On-Farm research in Nebraska has occurred the past three decades. Growers partner with Extension and sometimes other government agencies and ag industry to test questions on their own farms using their own equipment benefiting many with the information. We often don’t have funding to do these studies. Thus, I’m extra grateful for our cooperating growers to research products and production practices that may not happen otherwise!
Sometimes, it’s best to hear from the farmers themselves regarding why they conduct on-farm research. The following YouTube video highlights area farmers David and Doug Cast of Beaver Crossing and Ken Herz of Lawrence:
Three York County farmers were also featured in a CropWatch article sharing their on-farm research experiences. Ron Makovicka and Jerry Stahr have conducted on-farm research since the beginning while Jay Goertzen was a first year participant. “Anytime you can get information, it’s very valuable. You can always learn something,” Stahr said. Goerzten shared, “There’s good support provided to help set up a research plot, help you with the follow through, and collecting data in-season.” All shared there was value in trying studies on your own farm with Makovicka emphasizing, “Go for it!”
This year, Makovicka and Stahr worked with me to compare areas with and without the nitrification inhibitor (N-Serve®) with their spring anhydrous ammonia applications.

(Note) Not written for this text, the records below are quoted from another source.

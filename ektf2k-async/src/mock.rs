//! Scripted bus and delay doubles for unit tests.

use std::collections::VecDeque;
use std::vec::Vec;

use embedded_hal_async::delay::DelayNs;

use crate::transport::Transport;

#[derive(Debug, Clone, Copy, PartialEq, Eq)]
pub struct MockBusError;

/// One expected bus operation.
#[derive(Debug, Clone)]
pub enum Exchange {
    /// Expect exactly these bytes to be sent.
    Send(Vec<u8>),
    /// Accept a send but report only this many bytes as transmitted.
    SendShort(usize),
    SendFail,
    /// Answer a receive with these bytes.
    Receive(Vec<u8>),
    /// Report only this many bytes as received.
    ReceiveShort(usize),
    ReceiveFail,
}

pub struct ScriptedTransport {
    script: VecDeque<Exchange>,
}

impl ScriptedTransport {
    pub fn new(script: Vec<Exchange>) -> Self {
        Self {
            script: script.into(),
        }
    }

    pub fn is_exhausted(&self) -> bool {
        self.script.is_empty()
    }
}

impl Transport for ScriptedTransport {
    type Error = MockBusError;

    async fn send(&mut self, bytes: &[u8]) -> Result<usize, Self::Error> {
        match self.script.pop_front() {
            Some(Exchange::Send(expected)) => {
                assert_eq!(bytes, expected.as_slice(), "unexpected frame sent");
                Ok(bytes.len())
            }
            Some(Exchange::SendShort(count)) => Ok(count),
            Some(Exchange::SendFail) => Err(MockBusError),
            other => panic!("send of {bytes:02x?} while expecting {other:?}"),
        }
    }

    async fn receive(&mut self, buffer: &mut [u8]) -> Result<usize, Self::Error> {
        match self.script.pop_front() {
            Some(Exchange::Receive(data)) => {
                assert_eq!(data.len(), buffer.len(), "scripted reply has wrong length");
                buffer.copy_from_slice(&data);
                Ok(buffer.len())
            }
            Some(Exchange::ReceiveShort(count)) => Ok(count),
            Some(Exchange::ReceiveFail) => Err(MockBusError),
            other => panic!("receive of {} bytes while expecting {other:?}", buffer.len()),
        }
    }
}

/// Records every millisecond delay instead of waiting.
#[derive(Default)]
pub struct TraceDelay {
    ms: Vec<u32>,
}

impl TraceDelay {
    pub fn millis(&self) -> Vec<u32> {
        self.ms.clone()
    }
}

impl DelayNs for TraceDelay {
    async fn delay_ns(&mut self, _ns: u32) {}

    async fn delay_ms(&mut self, ms: u32) {
        self.ms.push(ms);
    }
}
impl<M, T, D, G, I> Ektf2k<M, T, D, G, I>
where
    M: RawMutex,
    T: Transport,
    D: DelayNs,
    G: CtpGpio,
    I: InputSink,
{
    /// Creates a new driver in the `Cold` state.
    ///
    /// # Arguments
    ///
    /// * `config` - The board configuration, owned by the device from now on.
    /// * `transport` - The two-wire channel to the controller.
    /// * `delay` - A delay provider that implements `DelayNs`.
    /// * `gpio` - The platform's pin and interrupt adapter.
    /// * `input` - The host input subsystem.
    pub fn new(config: BoardConfig, transport: T, delay: D, gpio: G, input: I) -> Self {
        let session = DeviceSession {
            ctp: Catalog::new(Bus::new(transport, delay)),
            config,
            info: SessionInfo::default(),
        };
        Self {
            inner: Mutex::new(Inner {
                session,
                gpio,
                input,
                state: State::Cold,
                pins: Pins::default(),
                irq_enabled: false,
                registered: false,
            }),
        }
    }

    /// Loads the board configuration and creates the driver.
    ///
    /// `transport` receives the loaded configuration so it can pick the bus
    /// address. Nothing is created when the configuration is unusable.
    pub fn from_store(
        store: &impl ConfigStore,
        transport: impl FnOnce(&BoardConfig) -> T,
        delay: D,
        gpio: G,
        input: I,
    ) -> Result<Self, ConfigError> {
        let config = BoardConfig::load(store)?;
        let transport = transport(&config);
        Ok(Self::new(config, transport, delay, gpio, input))
    }

    /// The current lifecycle state.
    pub async fn state(&self) -> State {
        self.inner.lock().await.state
    }

    /// A copy of the chip info.
    pub async fn session_info(&self) -> SessionInfo {
        self.inner.lock().await.session.info
    }

    /// The board configuration.
    pub async fn config(&self) -> BoardConfig {
        self.inner.lock().await.session.config.clone()
    }

    /// Brings the controller from `Cold` to `Ready`.
    ///
    /// Hello mismatches are returned as warnings. Any other failure releases
    /// what was acquired and leaves the device `Detached`.
    pub async fn attach(&self) -> AttachResult<T, G, I> {
        let mut inner = self.inner.lock().await;
        if inner.state != State::Cold {
            return Err(InitError::State(inner.state));
        }

        log::debug!("ektf2k::attach start");
        match inner.attach().await {
            Ok(warnings) => {
                log::debug!("ektf2k::attach done");
                Ok(warnings)
            }
            Err(err) => {
                log::error!("ektf2k::attach failed in {:?}: {err:?}", inner.state);
                inner.release();
                inner.state = State::Detached;
                Err(err)
            }
        }
    }

    /// Masks interrupts, stops streaming and puts the sensor to sleep.
    ///
    /// Every step is best effort: failures come back as warnings and the
    /// device still ends up `Suspended`.
    pub async fn enter_suspend(&self) -> Result<Warnings, StateError> {
        let mut inner = self.inner.lock().await;
        if inner.state != State::Ready {
            return Err(StateError(inner.state));
        }
        log::info!("ektf2k::enter_suspend");

        let mut warnings = Warnings::new();
        inner.set_irq(false);

        let session = &mut inner.session;
        match session.ctp.set_packet_state(PacketState::Off).await {
            Ok(()) => session.info.streaming_on = false,
            Err(_) => warn(&mut warnings, SoftWarning::SuspendStep(SuspendStep::StreamingOff)),
        }
        match session.ctp.set_power_state(PowerState::Sleep).await {
            Ok(()) => session.info.power_on = false,
            Err(_) => warn(&mut warnings, SoftWarning::SuspendStep(SuspendStep::PowerOff)),
        }

        inner.state = State::Suspended;
        Ok(warnings)
    }

    /// Wakes the sensor, restarts streaming, verifies both and unmasks
    /// interrupts.
    pub async fn leave_suspend(&self) -> Result<Warnings, StateError> {
        let mut inner = self.inner.lock().await;
        if inner.state != State::Suspended {
            return Err(StateError(inner.state));
        }
        log::info!("ektf2k::leave_suspend");

        let mut warnings = Warnings::new();
        let session = &mut inner.session;

        match session.ctp.set_power_state(PowerState::Normal).await {
            Ok(()) => session.info.power_on = true,
            Err(_) => warn(&mut warnings, SoftWarning::SuspendStep(SuspendStep::PowerOn)),
        }
        session.ctp.delay_ms(READBACK_MS).await;
        match session.ctp.power_state().await {
            Ok(PowerState::Normal) => session.info.power_on = true,
            Ok(PowerState::Sleep) => {
                session.info.power_on = false;
                warn(&mut warnings, SoftWarning::PowerReadback);
            }
            Err(_) => warn(&mut warnings, SoftWarning::PowerReadback),
        }

        match session.ctp.set_packet_state(PacketState::On).await {
            Ok(()) => session.info.streaming_on = true,
            Err(_) => warn(&mut warnings, SoftWarning::SuspendStep(SuspendStep::StreamingOn)),
        }
        session.ctp.delay_ms(READBACK_MS).await;
        match session.ctp.packet_state().await {
            Ok(PacketState::On) => session.info.streaming_on = true,
            Ok(PacketState::Off) => {
                session.info.streaming_on = false;
                warn(&mut warnings, SoftWarning::StreamingReadback);
            }
            Err(_) => warn(&mut warnings, SoftWarning::StreamingReadback),
        }

        inner.set_irq(true);
        inner.state = State::Ready;
        Ok(warnings)
    }

    /// Releases the interrupt, the host registration and the pins.
    ///
    /// Safe to call in any state and more than once. An interrupt being
    /// serviced finishes first.
    pub async fn detach(&self) {
        let mut inner = self.inner.lock().await;
        if inner.state == State::Detached {
            return;
        }
        log::info!("ektf2k::detach from {:?}", inner.state);
        inner.release();
        inner.state = State::Detached;
    }

    /// Detaches if needed and hands back the bus, the delay provider and the
    /// collaborators.
    pub fn release(self) -> (T, D, G, I) {
        let mut inner = self.inner.into_inner();
        if inner.state != State::Detached {
            log::info!("ektf2k::release from {:?}", inner.state);
            inner.release();
        }
        let Inner {
            session,
            gpio,
            input,
            ..
        } = inner;
        let (transport, delay) = session.ctp.release().release();
        (transport, delay, gpio, input)
    }

    /// Asks the controller whether a finger rests on the panel.
    pub async fn finger_present(&self) -> Result<bool, DeviceError<T::Error>> {
        let mut inner = self.inner.lock().await;
        inner.require_awake()?;
        let state = inner.session.ctp.finger_state().await?;
        Ok(state == FingerState::On)
    }

    /// Reads the sensing mode from the controller.
    pub async fn power_state(&self) -> Result<PowerState, DeviceError<T::Error>> {
        let mut inner = self.inner.lock().await;
        inner.require_awake()?;
        Ok(inner.session.ctp.power_state().await?)
    }

    /// Reads the streaming state from the controller.
    pub async fn streaming_state(&self) -> Result<PacketState, DeviceError<T::Error>> {
        let mut inner = self.inner.lock().await;
        inner.require_awake()?;
        Ok(inner.session.ctp.packet_state().await?)
    }

    /// Sends a soft reset data message.
    pub async fn soft_reset(&self) -> Result<(), DeviceError<T::Error>> {
        self.send_data(DataMessage::Reset).await
    }

    /// Asks the controller to recalibrate.
    pub async fn recalibrate(&self) -> Result<(), DeviceError<T::Error>> {
        self.send_data(DataMessage::Calib).await
    }

    /// Asks the controller to send its last report again.
    pub async fn repeat_report(&self) -> Result<(), DeviceError<T::Error>> {
        self.send_data(DataMessage::Repeat).await
    }

    async fn send_data(&self, message: DataMessage) -> Result<(), DeviceError<T::Error>> {
        let mut inner = self.inner.lock().await;
        if inner.state != State::Ready {
            return Err(DeviceError::State(inner.state));
        }
        Ok(inner.session.ctp.send_data(message).await?)
    }
}
//! Toggle-style commands: power, packet streaming and finger presence.

use super::frame::{Command, CommandFrame, Marker};

const POWER_BIT: u8 = 1 << 3;

const PKT_ON: u8 = 0x00;
const PKT_OFF: u8 = 0x01;

/// Sensing mode of the controller.
#[derive(Debug, Copy, Clone, PartialEq, Eq)]
pub enum PowerState {
    /// Low-power sleep, no sensing.
    Sleep,
    /// Normal sensing.
    Normal,
}

impl PowerState {
    /// The write frame selecting this state.
    ///
    /// The state lives in bit 3 of the command byte, so normal mode goes out
    /// as `0x58` and sleep as `0x50`.
    pub const fn write_frame(self) -> CommandFrame {
        let command = match self {
            PowerState::Sleep => Command::PowerState as u8,
            PowerState::Normal => Command::PowerState as u8 | POWER_BIT,
        };
        CommandFrame::new(Marker::Write, command, 0x00, 0x01)
    }

    /// The read request for the current state.
    pub const fn request_frame() -> CommandFrame {
        CommandFrame::request(Command::PowerState, 0x00, 0x01)
    }

    /// `true` for [`PowerState::Normal`].
    pub const fn is_on(self) -> bool {
        matches!(self, PowerState::Normal)
    }
}

impl From<bool> for PowerState {
    fn from(on: bool) -> Self {
        if on {
            PowerState::Normal
        } else {
            PowerState::Sleep
        }
    }
}

impl From<&[u8; 4]> for PowerState {
    fn from(resp: &[u8; 4]) -> Self {
        (resp[1] & POWER_BIT != 0).into()
    }
}

/// Whether the controller streams report frames.
///
/// The parameter polarity is inverted relative to the power bit:
/// `0x00` means streaming on.
#[derive(Debug, Copy, Clone, PartialEq, Eq)]
pub enum PacketState {
    /// Report frames are emitted.
    On,
    /// Report frames are suppressed.
    Off,
}

impl PacketState {
    /// The write frame selecting this state.
    pub const fn write_frame(self) -> CommandFrame {
        let param = match self {
            PacketState::On => PKT_ON,
            PacketState::Off => PKT_OFF,
        };
        CommandFrame::write(Command::PacketState, param, 0x01)
    }

    /// The read request for the current state.
    pub const fn request_frame() -> CommandFrame {
        CommandFrame::request(Command::PacketState, 0x00, 0x01)
    }

    /// `true` for [`PacketState::On`].
    pub const fn is_on(self) -> bool {
        matches!(self, PacketState::On)
    }
}

impl From<bool> for PacketState {
    fn from(on: bool) -> Self {
        if on {
            PacketState::On
        } else {
            PacketState::Off
        }
    }
}

impl From<&[u8; 4]> for PacketState {
    fn from(resp: &[u8; 4]) -> Self {
        if resp[2] == PKT_OFF {
            PacketState::Off
        } else {
            PacketState::On
        }
    }
}

/// Whether a finger currently rests on the panel.
#[derive(Debug, Copy, Clone, PartialEq, Eq)]
pub enum FingerState {
    /// Nothing touches the panel.
    Off,
    /// At least one finger is present.
    On,
}

impl FingerState {
    /// The read request.
    pub const fn request_frame() -> CommandFrame {
        CommandFrame::request(Command::FingerState, 0x00, 0x01)
    }
}

impl From<&[u8; 4]> for FingerState {
    fn from(resp: &[u8; 4]) -> Self {
        if resp[2] == 0 {
            FingerState::Off
        } else {
            FingerState::On
        }
    }
}

#[cfg(test)]
mod tests {
    use super::*;

    #[test]
    fn power_write_sets_bit_three() {
        assert_eq!(
            PowerState::Normal.write_frame().bytes(),
            &[0x54, 0x58, 0x00, 0x01]
        );
        assert_eq!(
            PowerState::Sleep.write_frame().bytes(),
            &[0x54, 0x50, 0x00, 0x01]
        );
    }

    #[test]
    fn power_read_back_follows_echoed_bit() {
        assert_eq!(PowerState::from(&[0x52u8, 0x58, 0x00, 0x01]), PowerState::Normal);
        assert_eq!(PowerState::from(&[0x52u8, 0x50, 0x00, 0x01]), PowerState::Sleep);
        // Only bit 3 matters.
        assert_eq!(PowerState::from(&[0x52u8, 0x08, 0x00, 0x00]), PowerState::Normal);
        assert_eq!(PowerState::from(&[0x52u8, 0xF7, 0x00, 0x00]), PowerState::Sleep);
    }

    #[test]
    fn power_set_then_get_agrees() {
        for on in [true, false] {
            let frame = PowerState::from(on).write_frame();
            let echoed = [0x52, frame.command(), frame.param_hi(), frame.param_lo()];
            assert_eq!(PowerState::from(&echoed).is_on(), on);
        }
    }

    #[test]
    fn packet_polarity_is_inverted() {
        assert_eq!(
            PacketState::On.write_frame().bytes(),
            &[0x54, 0x8E, 0x00, 0x01]
        );
        assert_eq!(
            PacketState::Off.write_frame().bytes(),
            &[0x54, 0x8E, 0x01, 0x01]
        );
        assert_eq!(PacketState::from(&[0x52u8, 0x8E, 0x01, 0x01]), PacketState::Off);
        assert_eq!(PacketState::from(&[0x52u8, 0x8E, 0x00, 0x01]), PacketState::On);
    }

    #[test]
    fn finger_state() {
        assert_eq!(FingerState::from(&[0x52u8, 0x51, 0x00, 0x01]), FingerState::Off);
        assert_eq!(FingerState::from(&[0x52u8, 0x51, 0x01, 0x01]), FingerState::On);
        assert_eq!(
            FingerState::request_frame().bytes(),
            &[0x53, 0x51, 0x00, 0x01]
        );
    }
}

Nitrification inhibitors may reduce the rate at which ammonium is converted to nitrate thus helping reduce N losses through denitrification and leaching. Stahr applied 160 lbs N as anhydrous on April 8, 2019 in no-till, silt-loam soil. Makovicka applied 180 lbs N as anhydrous on April 10, 2019 in ridge-till, silt-loam soil. These locations were around 4 miles apart and the previous crop in both was soybean. At both study locations, no yield difference occurred between the check and inhibitor treatments. Soil samples were taken 2” off the anhydrous band down to three feet for both ammonium and nitrate concentrations at V7 growth stage. The results showed the nitrification inhibitor was working to slow the conversion of ammonium to nitrate in Makovicka’s field but not Stahr’s. We don’t have a good explanation for this. However, the results are consistent with other University studies conducted in silt loam soils.
Those are two examples of on-farm research studies. If you’re interested in trying a study for 2020, please contact your local Extension Educator. We work with you to set up your study in a scientifically valid way to work with your equipment. There’s also an opportunity to obtain up to $300 reimbursement for water-quality related studies through the UBBNRD (there is a short application form for that through the NRD). Please also save Mar. 2 from 9-Noon for an on-farm research ‘brainstorming’ meeting at the 4-H Building in York. I’ll share more on that and other study results next week.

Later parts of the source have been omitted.